Like Mr. Roosevelt’s First Hundred Days, the $1.9 trillion dollar Rescue Plan sought to offer relief from the pandemic and a path back to normalcy. It lacked the political appeal and psychological impact of Mr. Roosevelt’s blizzard of legislative acronyms, but it seemed to help put the nation back on the road to recovery, amid rising vaccination rates, plummeting case numbers and a surging economy.
The analogy does not hold so clearly anymore, not since the summer’s optimism gave way to the Delta variant, rising inflation, a chaotic withdrawal from Afghanistan and ultimately malaise. At the same time, Mr. Biden’s legislative agenda transitioned to longer-term, progressive policy goals. Many Democrats from across the ideological spectrum believed that popular legislative initiatives, from a bipartisan infrastructure bill to the wide-ranging social spending bill, would help the president improve his popularity. They have had no effect.
While the legacy of Mr. Roosevelt is often cited as the blueprint for building a political coalition with progressive legislation, there’s not much reason to believe his initiatives would have yielded political dominance if they did not have a clear connection to recovering from crisis and depression.
Public opinion data from the 1930s is fairly sparse, but there is only equivocal evidence that the public was ideologically inclined toward expanded government, organized labor or social democracy. The public supported many New Deal programs, but wanted Mr. Roosevelt to be “more conservative” by 1938. By then, nearly 40 percent of Democrats preferred a conservative Democrat to a New Dealer if Mr. Roosevelt did not seek a third term.
Indeed, Mr. Biden’s efforts today might be more reminiscent of Mr. Roosevelt’s second term, when the economy fell back into recession and Mr. Roosevelt unsuccessfully pushed a more liberal agenda. The result was the formation of the so-called “conservative coalition” of Republicans and anti-New Deal Southern Democrats. The New Deal had come to an end.
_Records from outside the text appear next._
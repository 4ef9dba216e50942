//! Handler for short URL redirect.

use axum::{
    extract::{Path, State},
    response::{IntoResponse, Redirect},
};

use crate::error::AppError;
use crate::state::AppState;

/// Redirects a short code to its target URL.
///
/// # Endpoint
///
/// `GET /{code}`
///
/// # Request Flow
///
/// 1. Reject codes outside the alphabet/length policy
/// 2. Check cache (expiry is evaluated on cached entries too)
/// 3. On cache miss, read the mapping store and fill the cache in the background
/// 4. Return 307 Temporary Redirect with the exact stored target
///
/// # Errors
///
/// - 404 Not Found if the code never existed or was deleted
/// - 410 Gone if the link has expired
/// - 503 Service Unavailable if the store cannot be read
pub async fn redirect_handler(
    Path(code): Path<String>,
    State(state): State<AppState>,
) -> Result<impl IntoResponse, AppError> {
    let target_url = state.resolver.resolve(&code).await?;

    Ok(Redirect::temporary(&target_url))
}
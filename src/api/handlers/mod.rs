//! HTTP request handlers for API endpoints.
//!
//! Each handler module corresponds to a logical grouping of endpoints.

pub mod health;
pub mod links;
pub mod redirect;
pub mod shorten;

pub use health::health_handler;
pub use links::{delete_link_handler, list_links_handler};
pub use redirect::redirect_handler;
pub use shorten::shorten_handler;
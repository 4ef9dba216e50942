//! Background retirement of expired links.

use std::sync::Arc;
use std::time::Duration;

use chrono::Utc;
use metrics::counter;
use tracing::{debug, error, info, warn};

use crate::domain::errors::ShortenError;
use crate::domain::repositories::{LinkRepository, OwnershipIndex};
use crate::infrastructure::cache::CacheService;

/// Maximum number of links retired per sweep.
pub const SWEEP_BATCH_SIZE: i64 = 500;

/// Retires expired links: index entry first, then the store row, then the cache entry.
pub struct SweepService {
    store: Arc<dyn LinkRepository>,
    index: Arc<dyn OwnershipIndex>,
    cache: Arc<dyn CacheService>,
}

impl SweepService {
    pub fn new(
        store: Arc<dyn LinkRepository>,
        index: Arc<dyn OwnershipIndex>,
        cache: Arc<dyn CacheService>,
    ) -> Self {
        Self {
            store,
            index,
            cache,
        }
    }

    /// Runs one sweep and returns the number of links retired.
    ///
    /// A link whose index entry cannot be removed is left in place for the
    /// next sweep.
    ///
    /// # Errors
    ///
    /// Returns [`ShortenError::Unavailable`] if the expired links cannot be listed.
    pub async fn sweep_once(&self) -> Result<usize, ShortenError> {
        let expired = self.store.list_expired(Utc::now(), SWEEP_BATCH_SIZE).await?;
        let mut retired = 0;

        for link in expired {
            if let Err(e) = self.index.remove(link.owner_id, &link.code).await {
                warn!(code = %link.code, error = %e, "Failed to unindex expired link");
                continue;
            }

            match self.store.delete(&link.code).await {
                Ok(true) => retired += 1,
                Ok(false) => debug!(code = %link.code, "Expired link already retired"),
                Err(e) => {
                    warn!(code = %link.code, error = %e, "Failed to retire expired link");
                    continue;
                }
            }

            if let Err(e) = self.cache.invalidate(&link.code).await {
                warn!(code = %link.code, error = %e, "Failed to invalidate expired link");
            }
        }

        counter!("shortener_links_swept_total").increment(retired as u64);
        Ok(retired)
    }
}

/// Runs [`SweepService::sweep_once`] every `interval` until the task is dropped.
pub async fn run_expiry_sweeper(service: Arc<SweepService>, interval: Duration) {
    info!(interval_secs = interval.as_secs(), "Expiry sweeper started");

    let mut ticker = tokio::time::interval(interval);
    ticker.set_missed_tick_behavior(tokio::time::MissedTickBehavior::Delay);

    loop {
        ticker.tick().await;

        match service.sweep_once().await {
            Ok(0) => debug!("Expiry sweep found nothing to retire"),
            Ok(retired) => info!(retired, "Expiry sweep retired links"),
            Err(e) => error!(error = %e, "Expiry sweep failed"),
        }
    }
}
The Biden administration does appear to recognize the disconnect between the aims of its agenda and the demands of the public. At his news conference on Wednesday, Mr. Biden was generally focused on the coronavirus and inflation. But his legislative agenda remains focused on voting rights or Build Back Better.
Another initiative might be more tailored to the Biden administration’s political challenge: a new effort to increase the production of semiconductors, which passed the Senate over the summer as part of the U.S. Innovation and Competition Act.